Trois petites traces de pas d’oiseaux dans le sable et tout autour, pour les protéger, un immense écrin de 150000 ha, c’est la réserve géologique de Haute-Provence. Ces quelques traces forment ce que l’on peut appeler un véritable «miracle géologique». Témoignage d’un passé vieux de 20 millions d’années, à une époque où l’humanité demeurait encore enfouie dans le patrimoine génétique de quelque mammifère supérieur de l’ère tertiaire. Après avoir été recouverts, basculés, enterrés, après avoir subi séismes et bouleversement climatiques, ces pas d’oiseaux ont néanmoins conservé toute la finesse et la fragilité de leur origine.

Voilà pourquoi ce trésor est protégé, tout comme le sont les autres sites géologiques remarquables regroupés au sein de la réserve. Cette protection est indispensable car si la Terre nous nourrit, si elle fournit notre énergie, elle est aussi notre mémoire et celle de ces mondes disparus qui nous ont précédé.


DES MUSÉES DE SITE


C’est une véritable évasion dans le temps que nous propose la réserve. Il suffit par exemple de s’engager sur la route de Barles en direction de Seyne, pour percevoir toute la diversité et toute la richesse de ces trésors naturels.

En quelques kilomètres seulement, entre Digne et les clues de Verdaches, on remonte les 250 millions d’années qui séparent le Miocène du Carbonifère.

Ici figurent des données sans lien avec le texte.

/*
 * Copyright Amazon.com, Inc. or its affiliates. All Rights Reserved.
 * SPDX-License-Identifier: Apache-2.0
 */

//! Resolution of the retry mode: `LEGACY` or `STANDARD`, each carrying its own default attempt
//! budget and backoff/capacity behavior.

use crate::error::RetryCoreError;
use std::sync::OnceLock;

const ENV_VAR_NAME: &str = "AWS_RETRY_MODE";

/// The retry mode in effect for a policy.
#[derive(Debug, Clone, Copy, PartialEq, Eq, Hash)]
pub enum RetryMode {
    /// The original, conservative retry behavior: a fixed attempt budget, full-jitter backoff,
    /// and throttling failures exempt from capacity cost.
    Legacy,
    /// The newer behavior: a smaller default attempt budget, separate throttling backoff bounds,
    /// and throttling failures charged the same capacity cost as any other retryable failure.
    Standard,
}

impl RetryMode {
    /// Total attempts (including the first) before giving up, absent an explicit override.
    pub fn default_max_attempts(self) -> u32 {
        match self {
            RetryMode::Legacy => 4,
            RetryMode::Standard => 3,
        }
    }

    /// `default_max_attempts() - 1`.
    pub fn default_max_retries(self) -> u32 {
        self.default_max_attempts() - 1
    }

    /// Parse a mode name, case-insensitively. Returns `InvalidConfig` for anything else.
    pub fn parse(raw: &str) -> Result<Self, RetryCoreError> {
        match raw.to_ascii_lowercase().as_str() {
            "legacy" => Ok(RetryMode::Legacy),
            "standard" => Ok(RetryMode::Standard),
            other => Err(RetryCoreError::invalid_config(format!(
                "unrecognized retry mode {other:?}, expected \"legacy\" or \"standard\""
            ))),
        }
    }

    /// Resolve the mode in effect, given an optional explicit override and an optional profile
    /// file collaborator, following the order: explicit override, `AWS_RETRY_MODE` environment
    /// variable, profile file, `LEGACY`.
    ///
    /// Unlike [`resolved_default`](Self::resolved_default), this does not cache its result and
    /// consults the environment fresh on every call, which is what test code wants.
    pub fn resolve(
        explicit: Option<RetryMode>,
        profile_source: Option<&dyn ProfileRetryModeSource>,
    ) -> Result<Self, RetryCoreError> {
        if let Some(mode) = explicit {
            return Ok(mode);
        }
        if let Ok(raw) = std::env::var(ENV_VAR_NAME) {
            return Self::parse(&raw);
        }
        if let Some(source) = profile_source {
            if let Some(raw) = source.retry_mode() {
                return Self::parse(&raw);
            }
        }
        Ok(RetryMode::Legacy)
    }

    /// The process-wide default, resolved once from the environment on first use and memoized.
    ///
    /// No profile-file collaborator is consulted here: the lookup is deliberately limited to the
    /// one environment variable named in scope, since profile-file parsing lives outside this
    /// crate.
    pub fn resolved_default() -> RetryMode {
        static RESOLVED: OnceLock<RetryMode> = OnceLock::new();
        *RESOLVED.get_or_init(|| Self::resolve(None, None).unwrap_or(RetryMode::Legacy))
    }
}

impl Default for RetryMode {
    fn default() -> Self {
        RetryMode::Legacy
    }
}

/// An external collaborator capable of reading a retry mode out of a shared profile file.
///
/// Profile-file parsing itself is out of scope here; a caller that has already parsed one
/// implements this trait over whatever representation it holds.
pub trait ProfileRetryModeSource: std::fmt::Debug + Send + Sync {
    /// The raw retry mode string configured for the active profile, if any.
    fn retry_mode(&self) -> Option<String>;
}

#[cfg(test)]
mod tests {
    use super::*;

    #[derive(Debug)]
    struct FixedProfile(Option<&'static str>);

    impl ProfileRetryModeSource for FixedProfile {
        fn retry_mode(&self) -> Option<String> {
            self.0.map(str::to_string)
        }
    }

    #[test]
    fn default_max_attempts_match_modes() {
        assert_eq!(RetryMode::Legacy.default_max_attempts(), 4);
        assert_eq!(RetryMode::Legacy.default_max_retries(), 3);
        assert_eq!(RetryMode::Standard.default_max_attempts(), 3);
        assert_eq!(RetryMode::Standard.default_max_retries(), 2);
    }

    #[test]
    fn parse_is_case_insensitive() {
        assert_eq!(RetryMode::parse("Standard").unwrap(), RetryMode::Standard);
        assert_eq!(RetryMode::parse("LEGACY").unwrap(), RetryMode::Legacy);
    }

    #[test]
    fn parse_rejects_unknown_values() {
        assert!(RetryMode::parse("adaptive").is_err());
    }

    #[test]
    fn explicit_override_wins_over_everything() {
        let resolved = RetryMode::resolve(Some(RetryMode::Standard), Some(&FixedProfile(Some("legacy"))))
            .unwrap();
        assert_eq!(resolved, RetryMode::Standard);
    }

    #[test]
    fn profile_source_used_when_no_explicit_or_env() {
        std::env::remove_var(ENV_VAR_NAME);
        let resolved = RetryMode::resolve(None, Some(&FixedProfile(Some("standard")))).unwrap();
        assert_eq!(resolved, RetryMode::Standard);
    }

    #[test]
    fn falls_back_to_legacy_with_no_sources() {
        std::env::remove_var(ENV_VAR_NAME);
        let resolved = RetryMode::resolve(None, None).unwrap();
        assert_eq!(resolved, RetryMode::Legacy);
    }
}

C’est sur cette route que l’on découvre l’incroyable «dalle à ammonites» que les Japonais voulaient naguère nous acheter et dont une copie est finalement exposée au musée de Kamaichi. Cette dalle, encore en partie enfouie, mesure plus de 400 ml et recèlerait quelque 1 500 ammonites dont certaines dépassent 60 cm de diamètre. Il est prévu de la dégager entièrement et de construire sur le site un musée qui mettra en valeur ce trésor géologique.

Plus loin, sous leur dôme de plexiglas, véritable musée de site, les restes de l'ichtyosaure, ce reptile marin de 175millions d'années, attendent le randonneur après une demi-heure de marche dans un paysage totalement protégé.

Plus loin encore, dans l'espace et dans le temps, nous voici plongés au Carbonifère, à l'époque où la végétation conquiert la surface de la planète. C'est la grande période des fougères, des premiers arbres et des libellules géantes. Un sentier pédagogique a été aménagé en pleine forêt à l'intention du promeneur qui se voit ainsi projeté à 300 millions d'années. En suivant un jeu de piste sur les chemins du passé, tant au nord qu'au sud de Digne, on découvrira les bribes de l'histoire de la planète. Ici, la mer nous a légué des ripplemarks, ces traces de vaguelettes laissées sur le sable. Là, elle nous montre la puissance de ses courants marins à travers d'importants sillons creusés dans la roche. Ailleurs, on pourra voir des pinces de crabes, des ammonites déroulées et d'autres objets protégés dans des sites plus remarquables les uns que les autres. N'oublions pas non plus l'essentiel : le paysage.


LES PAYSAGES… POUR MÉMOIRE


Cette promenade au coeur du temps nous fait découvrir en effet, à travers des paysages ridés par le poids des ans, l'immense richesse et l'incroyable diversité de la vie passée. Cette vie que tentent de décrire les géologues venus du monde entier pour étudier les sites exceptionnels de Haute-Provence.

La réserve géologique de Haute-Provence nous raconte l'histoire de nos origines. Cette mémoire de la Terre Nous la retrouvons à travers les roches, à travers, les fossiles, à travers les paysages. 

Voilà la grande mission de la réserve : donner à voir à tous le passé de la Terre, faire prendre conscience au public de l'immensité des temps géologiques. On sera ainsi invité à se fixer un instant hors du temps pour admirer l'ondoyante poésie des strates géologiques qui semblent danser dans la roche telles de puissantes vagues de pierre.

Voilà bien ce que propose la réserve de Haute-Provence : quelques instants d'éternité parmi les vagues. 


Illustration : Réserve géologique de Haute-Provence, Digne, la Dalle à ammonites.